The day after McAfee took out a full-page advertisement in the Financial Times to publicly air its grievances over the security of Vista, McAfee Chairman and Chief Executive Officer (CEO) George Samenuk, Vice President and Chief Scientist George Heron and Chief Security Architect John Viega delivered the same message in person in New York.
"We are disturbed by the fact that with Vista, end customers will be less secure," Samenuk said. "Customers trust us ... To erode that trust would hurt all Internet users, all PC users. I don't think Microsoft wants that, nor does McAfee want that."
Two security elements in Vista fare chief among McAfee's concerns, executives said.
In Vista, Microsoft is locking down the kernel of the OS through a feature called PatchGuard on 64-bit versions. Microsoft's argument is that this will keep miscreants out of the OS and prevent the incidence of attacks, and it is something for which customers have been asking.
"Fooling around with the kernel while it's running is like changing the sparkplugs on your car when the engine is running," said Stephen Toulouse, a senior product manager at Microsoft. "It's never been a good thing for users."

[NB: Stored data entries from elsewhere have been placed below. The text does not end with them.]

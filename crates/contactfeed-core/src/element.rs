//! Candidate entries built from per-field command values.
//!
//! Repeatable fields take `value[;key=val|;flag]*`, e.g.
//! `ada@example.test;rel=work;primary` or `+44 20 7946 0000;label=lab`.
//! Known keys are `rel`, `label`, `primary`, `protocol` (IMs) and `title`
//! (organizations). A bare `rel` such as `home` expands to the service's
//! well-known relation URI.
//!
//! Extended properties are `name=value`; a value starting with `<` is sent
//! as an XML blob.

use crate::entry::{
    check_unique_properties, ContactEntry, Email, Entry, ExtendedProperty, FeedKind, GroupEntry,
    GroupMembership, Im, Name, Organization, PhoneNumber, PostalAddress, Website,
};
use crate::error::ValidationError;

const REL_PREFIX: &str = "http://schemas.google.com/g/2005#";

/// Field values supplied for add/update.
#[derive(Debug, Clone, Default, PartialEq, Eq)]
pub struct ElementDesc {
    pub name: Option<String>,
    pub given_name: Option<String>,
    pub family_name: Option<String>,
    pub nickname: Option<String>,
    pub birthday: Option<String>,
    pub notes: Option<String>,
    /// Group title.
    pub title: Option<String>,
    pub emails: Vec<String>,
    pub phones: Vec<String>,
    pub ims: Vec<String>,
    pub organizations: Vec<String>,
    pub postal_addresses: Vec<String>,
    pub websites: Vec<String>,
    pub groups: Vec<String>,
    pub extended_properties: Vec<String>,
}

/// One parsed `value;key=val;flag` item.
#[derive(Debug, Default)]
struct Item {
    value: String,
    rel: Option<String>,
    label: Option<String>,
    primary: bool,
    protocol: Option<String>,
    title: Option<String>,
}

fn expand_rel(rel: &str) -> String {
    if rel.contains('#') || rel.contains("://") {
        rel.to_string()
    } else {
        format!("{REL_PREFIX}{rel}")
    }
}

fn parse_item(field: &str, raw: &str) -> Result<Item, ValidationError> {
    let invalid = |message: String| ValidationError::InvalidValue {
        field: field.to_string(),
        message,
    };

    let mut parts = raw.split(';');
    let value = parts.next().unwrap_or_default().trim();
    if value.is_empty() {
        return Err(invalid(format!("empty value in {raw:?}")));
    }

    let mut item = Item {
        value: value.to_string(),
        ..Default::default()
    };
    for part in parts.map(str::trim).filter(|p| !p.is_empty()) {
        let (key, val) = match part.split_once('=') {
            Some((k, v)) => (k.trim(), Some(v.trim().to_string())),
            None => (part, None),
        };
        match (key, val) {
            ("primary", None) => item.primary = true,
            ("primary", Some(v)) => {
                item.primary = v
                    .parse()
                    .map_err(|_| invalid(format!("primary must be true or false, got {v:?}")))?
            }
            ("rel", Some(v)) => item.rel = Some(expand_rel(&v)),
            ("label", Some(v)) => item.label = Some(v),
            ("protocol", Some(v)) => item.protocol = Some(v),
            ("title", Some(v)) => item.title = Some(v),
            (other, _) => return Err(invalid(format!("unknown attribute {other:?}"))),
        }
    }
    Ok(item)
}

fn parse_all<T>(
    field: &str,
    values: &[String],
    f: impl Fn(Item) -> T,
) -> Result<Vec<T>, ValidationError> {
    values
        .iter()
        .map(|raw| parse_item(field, raw).map(&f))
        .collect()
}

fn parse_property(raw: &str) -> Result<ExtendedProperty, ValidationError> {
    let (name, value) = raw
        .split_once('=')
        .map(|(n, v)| (n.trim(), v.trim()))
        .filter(|(n, _)| !n.is_empty())
        .ok_or_else(|| ValidationError::InvalidValue {
            field: "extended-property".into(),
            message: format!("expected name=value, got {raw:?}"),
        })?;
    Ok(if value.starts_with('<') {
        ExtendedProperty::xml_blob(name, value)
    } else {
        ExtendedProperty::value(name, value)
    })
}

impl ElementDesc {
    fn properties(&self) -> Result<Vec<ExtendedProperty>, ValidationError> {
        let props = self
            .extended_properties
            .iter()
            .map(|raw| parse_property(raw))
            .collect::<Result<Vec<_>, _>>()?;
        check_unique_properties(&props)?;
        Ok(props)
    }

    /// Build a fresh, client-side contact.
    pub fn build_contact(&self) -> Result<ContactEntry, ValidationError> {
        let name = if self.name.is_some() || self.given_name.is_some() || self.family_name.is_some() {
            let full_name = self.name.clone().or_else(|| {
                let joined = [self.given_name.as_deref(), self.family_name.as_deref()]
                    .into_iter()
                    .flatten()
                    .collect::<Vec<_>>()
                    .join(" ");
                Some(joined).filter(|s| !s.is_empty())
            });
            Some(Name {
                full_name,
                given_name: self.given_name.clone(),
                family_name: self.family_name.clone(),
            })
        } else {
            None
        };

        Ok(ContactEntry {
            title: name
                .as_ref()
                .and_then(|n| n.full_name.clone())
                .unwrap_or_default(),
            content: self.notes.clone().unwrap_or_default(),
            name,
            nickname: self.nickname.clone(),
            birthday: self.birthday.clone(),
            emails: parse_all("email", &self.emails, |i| Email {
                address: i.value,
                rel: i.rel,
                label: i.label,
                primary: i.primary,
            })?,
            phone_numbers: parse_all("phone", &self.phones, |i| PhoneNumber {
                number: i.value,
                rel: i.rel,
                label: i.label,
                primary: i.primary,
            })?,
            ims: parse_all("im", &self.ims, |i| Im {
                address: i.value,
                protocol: i.protocol.map(|p| expand_rel(&p)),
                rel: i.rel,
                label: i.label,
                primary: i.primary,
            })?,
            organizations: parse_all("organization", &self.organizations, |i| Organization {
                name: i.value,
                title: i.title,
                rel: i.rel,
                label: i.label,
                primary: i.primary,
            })?,
            postal_addresses: parse_all("postal", &self.postal_addresses, |i| PostalAddress {
                formatted: i.value,
                rel: i.rel,
                label: i.label,
                primary: i.primary,
            })?,
            websites: parse_all("website", &self.websites, |i| Website {
                href: i.value,
                rel: i.rel,
                label: i.label,
                primary: i.primary,
            })?,
            group_memberships: parse_all("group", &self.groups, |i| GroupMembership {
                href: i.value,
                deleted: false,
            })?,
            extended_properties: self.properties()?,
            ..Default::default()
        })
    }

    /// Build a fresh, client-side group.
    pub fn build_group(&self) -> Result<GroupEntry, ValidationError> {
        Ok(GroupEntry {
            title: self
                .title
                .clone()
                .or_else(|| self.name.clone())
                .unwrap_or_default(),
            content: self.notes.clone().unwrap_or_default(),
            extended_properties: self.properties()?,
            ..Default::default()
        })
    }

    pub fn build(&self, kind: FeedKind) -> Result<Entry, ValidationError> {
        Ok(match kind {
            FeedKind::Contact => Entry::Contact(self.build_contact()?),
            FeedKind::Group => Entry::Group(self.build_group()?),
        })
    }
}

/// Help text describing the field flags.
pub fn usage() -> &'static str {
    concat!(
        "             --name=<full name> [--given-name=<given>] [--family-name=<family>]\n",
        "             --nickname=<nickname> --birthday=<YYYY-MM-DD>\n",
        "             --notes=<notes> (contact notes, group description)\n",
        "             --title=<group title>\n",
        "             --email=<address>[;rel=<rel>|;label=<label>][;primary]\n",
        "             --phone=<number>[;rel=<rel>|;label=<label>][;primary]\n",
        "             --im=<address>[;protocol=<protocol>][;rel=<rel>][;primary]\n",
        "             --organization=<name>[;title=<job title>][;rel=<rel>][;primary]\n",
        "             --postal=<formatted address>[;rel=<rel>][;primary]\n",
        "             --website=<url>[;rel=<rel>][;primary]\n",
        "             --group=<group id>\n",
        "             --extended-property=<name>=<value or xml blob>\n",
        "             (repeatable fields may be given more than once; rel may be\n",
        "              a short name such as home, work, mobile, other)\n",
    )
}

But McAfee said since PatchGuard also prevents third-party security companies from getting inside the OS, they can't activate crucial security measures in their software to protect the OS from intruders.
PatchGuard is not new in Vista, said Bruce McCorkendale, a distinguished engineer with McAfee competitor Symantec, which shares McAfee's consternation over the feature. He said Symantec has been petitioning for Microsoft to change the feature since the company introduced it in its 64-bit version of Windows XP, but the company will not budge.
"If you ask any security vendor that offers advanced protection, you'd get the same answer [about PatchGuard]," McCorkendale said. "It's just inhibiting the way security vendors do their jobs."
However, according to Jupiter Research, only 5 percent of companies with 100 employees or more are running Windows XP in its 64-bit version, and that adoption is not supposed to ramp up significantly anytime soon, said analyst Joe Wilcox.
"If this new [feature] affects 64-bit only and nobody is using 64-bit, what's the problem?" he said.
The other big concern with Vista for McAfee lies in a new security interface called Windows Security Center (WSC). Microsoft will not allow this interface to be turned off, so McAfee and other third-party users can't install their own security-management consoles on Vista machines, executives said.
McAfee's argument is that third-party security products can better detect potential or existing security problems that Vista inherently can, and unless those can be surfaced through the interface, users will not be alerted to them, Viega said.
Some believe security vendors are crying foul over Vista because Microsoft's ability to control security features of the OS is a threat to their livelihood. Companies such as McAfee and Symantec have all but built their businesses on the fact that Windows is inherently insecure, and add-on security software is needed to protect it from intrusion.
"Historically, when Microsoft has gotten into a market, the number of competitors goes down," Wilcox said.
However, he said there is a legitimate concern, supported by precedence, that not only will vendors be pushed out of the market, but there will be less innovation in Windows security products and more problems will arise.
Wilcox cited Internet Explorer as an example of an area in which Microsoft beat competitors, but then did not innovate on the product until it faced competition once again.
"Microsoft won the browser war and for years abandoned the territory," Wilcox said.
If Microsoft successfully reduces the number of competitors by building security into Windows, it might also become lackadaisical about security improvements, thus opening the OS up to more attacks.